Deceptive pricing is an interesting tactic because it works by exploiting the psychological triggers that influence consumer behavior, particularly the emotional appeal of sales and deals. When shoppers see discounts or limited-time offers, their brains often prioritize the perceived urgency and savings over rational decision-making. 

This taps into the consumer fear of missing out, encouraging impulsive purchases to avoid losing a “good deal.” Psychological concepts like scarcity and loss aversion come into play, where consumers place higher value on products that appear exclusive or time-sensitive.
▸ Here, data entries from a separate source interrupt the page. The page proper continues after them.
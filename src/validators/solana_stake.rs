//! Solana native-staking validator (spec.md §4.5).
//!
//! Every op requires an *exact* positional instruction sequence; nothing
//! is inferred from account metadata alone. Stake-account authorization
//! (staker/withdrawer) is parsed directly out of `Initialize`'s instruction
//! data, mirroring how the teacher's Solana facilitator reads the stake
//! program's account layout instead of trusting caller-supplied hints.

use crate::chain::DecodedTx;
use crate::chain::solana::{Discriminator, SolanaInstruction, SolanaTransaction};
use crate::error::ValidatorError;
use crate::types::{OperationKind, ValidationArgs, ValidationContext};

const SUPPORTED_OPS: [OperationKind; 5] = [
    OperationKind::Stake,
    OperationKind::Unstake,
    OperationKind::Withdraw,
    OperationKind::WithdrawAll,
    OperationKind::Split,
];

/// Validates staking/unstaking/withdrawal/split transactions against the native stake program.
#[derive(Debug, Clone, Copy, Default)]
pub struct SolanaStakeValidator;

impl SolanaStakeValidator {
    pub fn supported_ops(&self) -> &'static [OperationKind] {
        &SUPPORTED_OPS
    }

    pub fn validate(
        &self,
        tx: &DecodedTx,
        op: OperationKind,
        user_address: &str,
        args: &ValidationArgs,
        _ctx: &ValidationContext,
    ) -> Result<(), ValidatorError> {
        let solana = tx
            .as_solana()
            .ok_or_else(|| ValidatorError::new("expected a Solana transaction"))?;
        match op {
            OperationKind::Stake => validate_stake(solana, user_address, args),
            OperationKind::Unstake => validate_unstake(solana, user_address),
            OperationKind::Withdraw => validate_withdraw(solana, user_address, false),
            OperationKind::WithdrawAll => validate_withdraw(solana, user_address, true),
            OperationKind::Split => validate_split(solana, user_address),
            _ => Err(ValidatorError::new("operation not supported by this validator")),
        }
    }
}

fn account_pubkey(ix: &SolanaInstruction, index: usize) -> Result<&str, ValidatorError> {
    ix.account(index)
        .map(|a| a.pubkey.as_str())
        .ok_or_else(|| ValidatorError::new(format!("instruction is missing account at index {index}")))
}

fn require_no_extra_budget_prefix(instructions: &[SolanaInstruction]) -> Result<(), ValidatorError> {
    if instructions.len() < 2
        || instructions[0].discriminator != Discriminator::ComputeBudgetSetComputeUnitLimit
        || instructions[1].discriminator != Discriminator::ComputeBudgetSetComputeUnitPrice
    {
        return Err(ValidatorError::new(
            "expected compute-budget instructions at the start of the transaction",
        ));
    }
    Ok(())
}

/// Parses the authorized staker/withdrawer pubkeys out of a `StakeInitialize` instruction's data.
///
/// Matches the on-chain layout: a `StakeAuthorize` struct of two 32-byte
/// pubkeys (staker, then withdrawer) follows the 4-byte instruction tag.
fn parse_initialize_authorities(data: &[u8]) -> Result<(String, String), ValidatorError> {
    if data.len() < 4 + 32 + 32 {
        return Err(ValidatorError::new("Initialize instruction data too short"));
    }
    let staker = bs58::encode(&data[4..36]).into_string();
    let withdrawer = bs58::encode(&data[36..68]).into_string();
    Ok((staker, withdrawer))
}

fn validate_stake(
    tx: &SolanaTransaction,
    user: &str,
    args: &ValidationArgs,
) -> Result<(), ValidatorError> {
    if tx.instructions.len() != 5 {
        return Err(ValidatorError::new("expected exactly 5 instructions for STAKE"));
    }
    require_no_extra_budget_prefix(&tx.instructions)?;
    let create = &tx.instructions[2];
    let initialize = &tx.instructions[3];
    let delegate = &tx.instructions[4];
    if create.discriminator != Discriminator::SystemCreateAccountWithSeed {
        return Err(ValidatorError::new("expected CreateAccountWithSeed at position 3"));
    }
    if initialize.discriminator != Discriminator::StakeInitialize {
        return Err(ValidatorError::new("expected Stake Initialize at position 4"));
    }
    if delegate.discriminator != Discriminator::StakeDelegate {
        return Err(ValidatorError::new("expected Stake Delegate at position 5"));
    }

    let create_source = account_pubkey(create, 0)?;
    if create_source != user {
        return Err(ValidatorError::new(
            "CreateAccountWithSeed source does not match user address",
        ));
    }
    let created_account = account_pubkey(create, 1)?.to_string();

    let init_stake_account = account_pubkey(initialize, 0)?;
    if init_stake_account != created_account {
        return Err(ValidatorError::new(
            "Initialize stake account does not match the created account",
        ));
    }
    let (staker, withdrawer) = parse_initialize_authorities(&initialize.data)?;
    if staker != user || withdrawer != user {
        return Err(ValidatorError::new(
            "Initialize does not authorize both staker and withdrawer to the user",
        ));
    }

    let delegate_stake_account = account_pubkey(delegate, 0)?;
    if delegate_stake_account != created_account {
        return Err(ValidatorError::new(
            "Delegate stake account does not match the created account",
        ));
    }
    let delegate_authority = account_pubkey(delegate, 5)?;
    if delegate_authority != user {
        return Err(ValidatorError::new("Delegate authority does not match user address"));
    }
    if let Some(validator_address) = &args.validator_address {
        let vote_account = account_pubkey(delegate, 1)?;
        if vote_account != validator_address {
            return Err(ValidatorError::new("Delegate vote account does not match validator_address"));
        }
    }
    Ok(())
}

fn validate_unstake(tx: &SolanaTransaction, user: &str) -> Result<(), ValidatorError> {
    if tx.instructions.len() < 3 || tx.instructions.len() > 12 {
        return Err(ValidatorError::new(
            "expected 3 to 12 instructions for UNSTAKE",
        ));
    }
    require_no_extra_budget_prefix(&tx.instructions)?;
    let deactivates = &tx.instructions[2..];
    if deactivates.is_empty() || deactivates.len() > 10 {
        return Err(ValidatorError::new("expected 1 to 10 Deactivate instructions"));
    }
    for ix in deactivates {
        if ix.discriminator != Discriminator::StakeDeactivate {
            return Err(ValidatorError::new("expected only Stake Deactivate instructions after the budget prefix"));
        }
        let authority = account_pubkey(ix, 2)?;
        if authority != user {
            return Err(ValidatorError::new("Deactivate authority does not match user address"));
        }
    }
    Ok(())
}

fn validate_withdraw(tx: &SolanaTransaction, user: &str, withdraw_all: bool) -> Result<(), ValidatorError> {
    require_no_extra_budget_prefix(&tx.instructions)?;
    let withdraws = &tx.instructions[2..];
    if withdraw_all {
        if withdraws.len() < 2 {
            return Err(ValidatorError::new("expected at least 2 Withdraw instructions for WITHDRAW_ALL"));
        }
    } else if withdraws.len() != 1 {
        return Err(ValidatorError::new("expected exactly 1 Withdraw instruction for WITHDRAW"));
    }
    for ix in withdraws {
        if ix.discriminator != Discriminator::StakeWithdraw {
            return Err(ValidatorError::new("expected only Stake Withdraw instructions after the budget prefix"));
        }
        let recipient = account_pubkey(ix, 1)?;
        if recipient != user {
            return Err(ValidatorError::new("Withdraw recipient does not match user address"));
        }
        let authority = account_pubkey(ix, 4)?;
        if authority != user {
            return Err(ValidatorError::new("Withdraw authority does not match user address"));
        }
    }
    Ok(())
}

fn validate_split(tx: &SolanaTransaction, user: &str) -> Result<(), ValidatorError> {
    if tx.instructions.len() != 6 {
        return Err(ValidatorError::new("expected exactly 6 instructions for SPLIT"));
    }
    require_no_extra_budget_prefix(&tx.instructions)?;
    let allocate = &tx.instructions[2];
    let transfer = &tx.instructions[3];
    let split = &tx.instructions[4];
    let deactivate = &tx.instructions[5];

    if allocate.discriminator != Discriminator::SystemAllocateWithSeed {
        return Err(ValidatorError::new("expected AllocateWithSeed at position 3"));
    }
    if transfer.discriminator != Discriminator::SystemTransfer {
        return Err(ValidatorError::new("expected Transfer at position 4"));
    }
    if split.discriminator != Discriminator::StakeSplit {
        return Err(ValidatorError::new("expected Stake Split at position 5"));
    }
    if deactivate.discriminator != Discriminator::StakeDeactivate {
        return Err(ValidatorError::new("expected Stake Deactivate at position 6"));
    }

    let allocate_source = account_pubkey(allocate, 1)?;
    if allocate_source != user {
        return Err(ValidatorError::new("AllocateWithSeed source does not match user address"));
    }
    let new_stake = account_pubkey(allocate, 0)?.to_string();

    let transfer_from = account_pubkey(transfer, 0)?;
    let transfer_to = account_pubkey(transfer, 1)?;
    if transfer_from != user {
        return Err(ValidatorError::new("Transfer source does not match user address"));
    }
    if transfer_to != new_stake {
        return Err(ValidatorError::new("Transfer destination does not match the new stake account"));
    }

    let split_stake = account_pubkey(split, 1)?;
    if split_stake != new_stake {
        return Err(ValidatorError::new("Split target does not match the new stake account"));
    }
    let split_authority = account_pubkey(split, 2)?;
    if split_authority != user {
        return Err(ValidatorError::new("Split authority does not match user address"));
    }

    let deactivate_stake = account_pubkey(deactivate, 0)?;
    if deactivate_stake != new_stake {
        return Err(ValidatorError::new("Deactivate does not target the new stake account"));
    }
    let deactivate_authority = account_pubkey(deactivate, 2)?;
    if deactivate_authority != user {
        return Err(ValidatorError::new("Deactivate authority does not match user address"));
    }
    Ok(())
}

#[cfg(test)]
mod tests {
    use super::*;
    use crate::chain::solana::AccountRef;

    fn account(pubkey: &str, is_signer: bool, is_writable: bool) -> AccountRef {
        AccountRef {
            pubkey: pubkey.to_string(),
            is_signer,
            is_writable,
        }
    }

    fn budget_ix(discriminator: Discriminator) -> SolanaInstruction {
        SolanaInstruction {
            program_id: "ComputeBudget111111111111111111111111111111".to_string(),
            discriminator,
            data: vec![],
            accounts: vec![],
        }
    }

    #[test]
    fn unstake_rejects_wrong_deactivate_authority() {
        let user = "User11111111111111111111111111111111111111";
        let deactivate = SolanaInstruction {
            program_id: "Stake11111111111111111111111111111111111111".to_string(),
            discriminator: Discriminator::StakeDeactivate,
            data: vec![],
            accounts: vec![
                account("stake", false, true),
                account("clock", false, false),
                account("NotUser1111111111111111111111111111111111", true, false),
            ],
        };
        let tx = SolanaTransaction {
            instructions: vec![
                budget_ix(Discriminator::ComputeBudgetSetComputeUnitLimit),
                budget_ix(Discriminator::ComputeBudgetSetComputeUnitPrice),
                deactivate,
            ],
        };
        let err = validate_unstake(&tx, user).unwrap_err();
        assert!(err.reason.contains("does not match user address"));
    }

    #[test]
    fn stake_rejects_missing_initialize_instruction() {
        let user = "User11111111111111111111111111111111111111";
        let tx = SolanaTransaction {
            instructions: vec![
                budget_ix(Discriminator::ComputeBudgetSetComputeUnitLimit),
                budget_ix(Discriminator::ComputeBudgetSetComputeUnitPrice),
                SolanaInstruction {
                    program_id: "11111111111111111111111111111111".to_string(),
                    discriminator: Discriminator::SystemCreateAccountWithSeed,
                    data: vec![],
                    accounts: vec![account(user, true, true), account("new-stake", false, true)],
                },
                SolanaInstruction {
                    program_id: "Stake11111111111111111111111111111111111111".to_string(),
                    discriminator: Discriminator::StakeDelegate,
                    data: vec![],
                    accounts: vec![],
                },
            ],
        };
        let err = validate_stake(&tx, user, &ValidationArgs::default()).unwrap_err();
        assert!(err.reason.contains("No matching") || err.reason.contains("5 instructions"));
    }

    #[test]
    fn withdraw_all_accepts_two_withdraws() {
        let user = "User11111111111111111111111111111111111111";
        let withdraw = |stake: &str| SolanaInstruction {
            program_id: "Stake11111111111111111111111111111111111111".to_string(),
            discriminator: Discriminator::StakeWithdraw,
            data: vec![],
            accounts: vec![
                account(stake, false, true),
                account(user, false, true),
                account("clock", false, false),
                account("history", false, false),
                account(user, true, false),
            ],
        };
        let tx = SolanaTransaction {
            instructions: vec![
                budget_ix(Discriminator::ComputeBudgetSetComputeUnitLimit),
                budget_ix(Discriminator::ComputeBudgetSetComputeUnitPrice),
                withdraw("stake-a"),
                withdraw("stake-b"),
            ],
        };
        assert!(validate_withdraw(&tx, user, true).is_ok());
    }
}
Instead of carefully evaluating whether a purchase is necessary or worthwhile, shoppers fixate on the illusion of saving money, even when the original price is artificially inflated.

Here are 3 real-world examples of deceptive pricing:

1) Fake limited-time discounts

This occurs when retailers advertise discounts as "limited-time offers," but the sale price is identical to or only slightly lower than the regular price, creating a false sense of urgency to buy.

Home Depot was accused of using this tactic over Black Friday this year. A TikTok video revealed that the home improvement warehouse covered up original price stickers with “Black Friday Deals” that listed the exact same price. The viral video, which garnered over half a million views, showed a customer peeling back a "holiday sale" price sticker on a high-pressure inflator, only to reveal the same $24.97 price underneath.

2) Hidden fees at checkout

Hidden fees, or junk fees, at checkout happen when retailers lure customers with low advertised prices but tack on unexpected charges during the final steps of the purchase process. Consumer Reports estimates the average family of four loses more than $3,200/year to junk fees, a number that becomes even higher if they make a significant purchase such as a car.

While there are various state laws and FTC regulations addressing junk fees, there is no overarching regulation at the federal level yet (patiently waiting on the Junk Fees Prevention Act to pass).

One significant federal regulation currently in existence targets drip-pricing in airline fees. Passed in 2012, the US Department of Transportation's Full Fare Advertising Rule mandates that airlines display the total cost, including all mandatory taxes and fees, during the booking process—a shift from previous practices where hidden charges were common.

3) Bait and switch tactics

Bait and switch tactics involve advertising a product or service at an attractive price, only to replace it with a higher-priced alternative during the final stages of the purchase.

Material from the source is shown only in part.